# Task instructions
From the entries below, return only the lines starting at the one that contains "pub(crate) struct CountingHook" and ending at the one that contains "self.runs.fetch_add(1, Ordering::SeqCst);", exactly as they stand.

Data extracted from a collection:

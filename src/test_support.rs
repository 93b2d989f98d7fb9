//! Scripted keyboards, recording collaborators and an in-memory agent for unit tests.

use crate::agent::{
    AgentCommand, AgentHandle, AgentLauncher, AgentStatus, AgentSupervisor, SpawnedAgent,
    SupervisorConfig,
};
use crate::input::{KeyCode, KeySampler, KeySource, RawKeySnapshot};
use crate::runtime::{
    Collaborators, Cue, LoopControl, LoopCore, LoopSettings, NotificationSink, Presenter,
    ServerLink, ShutdownHook,
};
use anyhow::Result;
use crossbeam_channel::Sender;
use serde_json::{json, Map, Value};
use std::collections::VecDeque;
use std::io;
use std::sync::atomic::{AtomicBool, AtomicU32, AtomicUsize, Ordering};
use std::sync::{Arc, Mutex};
use std::time::Duration;

// ============================================================================
// Keyboard
// ============================================================================

/// Key source fed from a shared queue; an empty queue reports no keys.
#[derive(Clone, Default)]
pub(crate) struct ScriptedKeys {
    frames: Arc<Mutex<VecDeque<RawKeySnapshot>>>,
}

impl ScriptedKeys {
    pub(crate) fn push_idle(&self) {
        self.frames.lock().unwrap().push_back(RawKeySnapshot::default());
    }

    pub(crate) fn push_strike(&self, code: KeyCode) {
        let mut snapshot = RawKeySnapshot::default();
        snapshot.strike(code);
        self.frames.lock().unwrap().push_back(snapshot);
    }

    pub(crate) fn push_held(&self, code: KeyCode) {
        let mut snapshot = RawKeySnapshot::default();
        snapshot.hold(code);
        self.frames.lock().unwrap().push_back(snapshot);
    }

    /// Strike each key with an idle sample after it so repeats register.
    pub(crate) fn push_presses(&self, codes: &[KeyCode]) {
        for code in codes {
            self.push_strike(*code);
            self.push_idle();
        }
    }
}

impl KeySource for ScriptedKeys {
    fn snapshot(&mut self) -> RawKeySnapshot {
        self.frames.lock().unwrap().pop_front().unwrap_or_default()
    }
}

// ============================================================================
// Collaborators
// ============================================================================

#[derive(Debug, Clone, PartialEq, Eq)]
pub(crate) enum Presented {
    Spoke(String),
    Played(Cue),
    Copied(String),
}

#[derive(Clone, Default)]
pub(crate) struct RecordingPresenter {
    pub(crate) events: Arc<Mutex<Vec<Presented>>>,
}

impl RecordingPresenter {
    pub(crate) fn events(&self) -> Vec<Presented> {
        self.events.lock().unwrap().clone()
    }

    pub(crate) fn spoke(&self, needle: &str) -> bool {
        self.events()
            .iter()
            .any(|event| matches!(event, Presented::Spoke(text) if text.contains(needle)))
    }

    pub(crate) fn played(&self, cue: Cue) -> bool {
        self.events().contains(&Presented::Played(cue))
    }
}

impl Presenter for RecordingPresenter {
    fn speak(&mut self, text: &str) {
        self.events.lock().unwrap().push(Presented::Spoke(text.to_string()));
    }

    fn play(&mut self, cue: Cue) {
        self.events.lock().unwrap().push(Presented::Played(cue));
    }

    fn copy_to_clipboard(&mut self, text: &str) -> Result<()> {
        self.events.lock().unwrap().push(Presented::Copied(text.to_string()));
        Ok(())
    }
}

#[derive(Clone, Default)]
pub(crate) struct RecordingServer {
    pub(crate) requests: Arc<Mutex<Vec<(String, Value)>>>,
}

impl ServerLink for RecordingServer {
    fn request(&mut self, name: &str, params: &Value) -> Result<Vec<String>> {
        self.requests
            .lock()
            .unwrap()
            .push((name.to_string(), params.clone()));
        Ok(vec!["0".to_string()])
    }
}

#[derive(Clone, Default)]
pub(crate) struct RecordingNotifications {
    pub(crate) received: Arc<Mutex<Vec<Map<String, Value>>>>,
}

impl NotificationSink for RecordingNotifications {
    fn process(&mut self, body: &Map<String, Value>) {
        self.received.lock().unwrap().push(body.clone());
    }
}

pub(crate) struct CountingHook {
    pub(crate) runs: Arc<AtomicUsize>,
}

impl ShutdownHook for CountingHook {
    fn name(&self) -> &str {
        "counting"
    }

    fn run(&mut self) -> Result<()> {
        self.runs.fetch_add(1, Ordering::SeqCst);
        Ok(())
    }
}

// ============================================================================
// In-memory agent
// ============================================================================

/// Agent that lives in memory. Requests are answered with `{"ok": true}`
/// when `auto_respond` is set; `kill` makes the next probe report an exit.
pub(crate) struct LoopbackAgent {
    pid: u32,
    output: Sender<Vec<u8>>,
    auto_respond: bool,
    alive: Arc<AtomicBool>,
    pub(crate) sent: Arc<Mutex<Vec<AgentCommand>>>,
}

impl AgentHandle for LoopbackAgent {
    fn pid(&self) -> u32 {
        self.pid
    }

    fn send(&mut self, command: &AgentCommand) -> io::Result<()> {
        self.sent.lock().unwrap().push(command.clone());
        if let AgentCommand::Request { id, .. } = command {
            if self.auto_respond {
                let frame = json!({"kind": "response", "id": id, "ok": true});
                let _ = self.output.send(serde_json::to_vec(&frame).unwrap());
            }
        }
        Ok(())
    }

    fn probe(&mut self) -> AgentStatus {
        if self.alive.load(Ordering::SeqCst) {
            AgentStatus::Running
        } else {
            AgentStatus::Exited(Some(1))
        }
    }

    fn terminate(&mut self) {
        self.alive.store(false, Ordering::SeqCst);
    }
}

/// Launches `LoopbackAgent`s and keeps handles to the latest one.
#[derive(Clone)]
pub(crate) struct LoopbackLauncher {
    pub(crate) auto_respond: bool,
    pub(crate) launches: Arc<AtomicU32>,
    pub(crate) alive: Arc<Mutex<Arc<AtomicBool>>>,
    pub(crate) output: Arc<Mutex<Option<Sender<Vec<u8>>>>>,
    pub(crate) sent: Arc<Mutex<Vec<AgentCommand>>>,
    pub(crate) fail: Arc<AtomicBool>,
}

impl LoopbackLauncher {
    pub(crate) fn new(auto_respond: bool) -> Self {
        Self {
            auto_respond,
            launches: Arc::new(AtomicU32::new(0)),
            alive: Arc::new(Mutex::new(Arc::new(AtomicBool::new(false)))),
            output: Arc::new(Mutex::new(None)),
            sent: Arc::new(Mutex::new(Vec::new())),
            fail: Arc::new(AtomicBool::new(false)),
        }
    }

    pub(crate) fn kill_current(&self) {
        self.alive.lock().unwrap().store(false, Ordering::SeqCst);
    }

    /// Write raw bytes as if the current agent printed them.
    pub(crate) fn emit(&self, bytes: &[u8]) {
        if let Some(tx) = self.output.lock().unwrap().as_ref() {
            tx.send(bytes.to_vec()).unwrap();
        }
    }

    pub(crate) fn emit_json(&self, value: Value) {
        self.emit(&serde_json::to_vec(&value).unwrap());
    }

    pub(crate) fn launch_count(&self) -> u32 {
        self.launches.load(Ordering::SeqCst)
    }
}

impl AgentLauncher for LoopbackLauncher {
    fn launch(&self) -> Result<SpawnedAgent> {
        if self.fail.load(Ordering::SeqCst) {
            anyhow::bail!("launch refused");
        }
        let pid = self.launches.fetch_add(1, Ordering::SeqCst) + 1000;
        let (tx, rx) = crossbeam_channel::unbounded();
        let alive = Arc::new(AtomicBool::new(true));
        *self.alive.lock().unwrap() = Arc::clone(&alive);
        *self.output.lock().unwrap() = Some(tx.clone());
        Ok(SpawnedAgent {
            handle: Box::new(LoopbackAgent {
                pid,
                output: tx,
                auto_respond: self.auto_respond,
                alive,
                sent: Arc::clone(&self.sent),
            }),
            output: rx,
        })
    }
}

// ============================================================================
// Assembled loop
// ============================================================================

pub(crate) struct Harness {
    pub(crate) keys: ScriptedKeys,
    pub(crate) presenter: RecordingPresenter,
    pub(crate) server: RecordingServer,
    pub(crate) notifications: RecordingNotifications,
    pub(crate) hook_runs: Arc<AtomicUsize>,
    pub(crate) agent: LoopbackLauncher,
    pub(crate) control: LoopControl,
}

pub(crate) fn test_settings() -> LoopSettings {
    LoopSettings {
        tick_interval: Duration::from_millis(1),
        request_timeout: Duration::from_millis(500),
        max_frame_buffer_bytes: 64 * 1024,
        debug: false,
    }
}

impl Harness {
    pub(crate) fn new(auto_respond: bool) -> Self {
        Self {
            keys: ScriptedKeys::default(),
            presenter: RecordingPresenter::default(),
            server: RecordingServer::default(),
            notifications: RecordingNotifications::default(),
            hook_runs: Arc::new(AtomicUsize::new(0)),
            agent: LoopbackLauncher::new(auto_respond),
            control: LoopControl::new(),
        }
    }

    pub(crate) fn collaborators(&self) -> Collaborators {
        Collaborators {
            presenter: Box::new(self.presenter.clone()),
            server: Box::new(self.server.clone()),
            notifications: Box::new(self.notifications.clone()),
            shutdown_hooks: vec![Box::new(CountingHook {
                runs: Arc::clone(&self.hook_runs),
            })],
        }
    }

    pub(crate) fn core_with(&self, settings: LoopSettings, probe_interval_ticks: u64) -> LoopCore {
        let supervisor = AgentSupervisor::new(
            Arc::new(self.agent.clone()),
            SupervisorConfig {
                probe_interval_ticks,
            },
        );
        let mut core = LoopCore::new(
            settings,
            KeySampler::new(Box::new(self.keys.clone())),
            supervisor,
            self.collaborators(),
            self.control.clone(),
        );
        assert!(core.start_agent());
        core
    }

    pub(crate) fn core(&self) -> LoopCore {
        self.core_with(test_settings(), 200)
    }
}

# The completed task
pub(crate) struct CountingHook {
    pub(crate) runs: Arc<AtomicUsize>,
}

impl ShutdownHook for CountingHook {
    fn name(&self) -> &str {
        "counting"
    }

    fn run(&mut self) -> Result<()> {
        self.runs.fetch_add(1, Ordering::SeqCst);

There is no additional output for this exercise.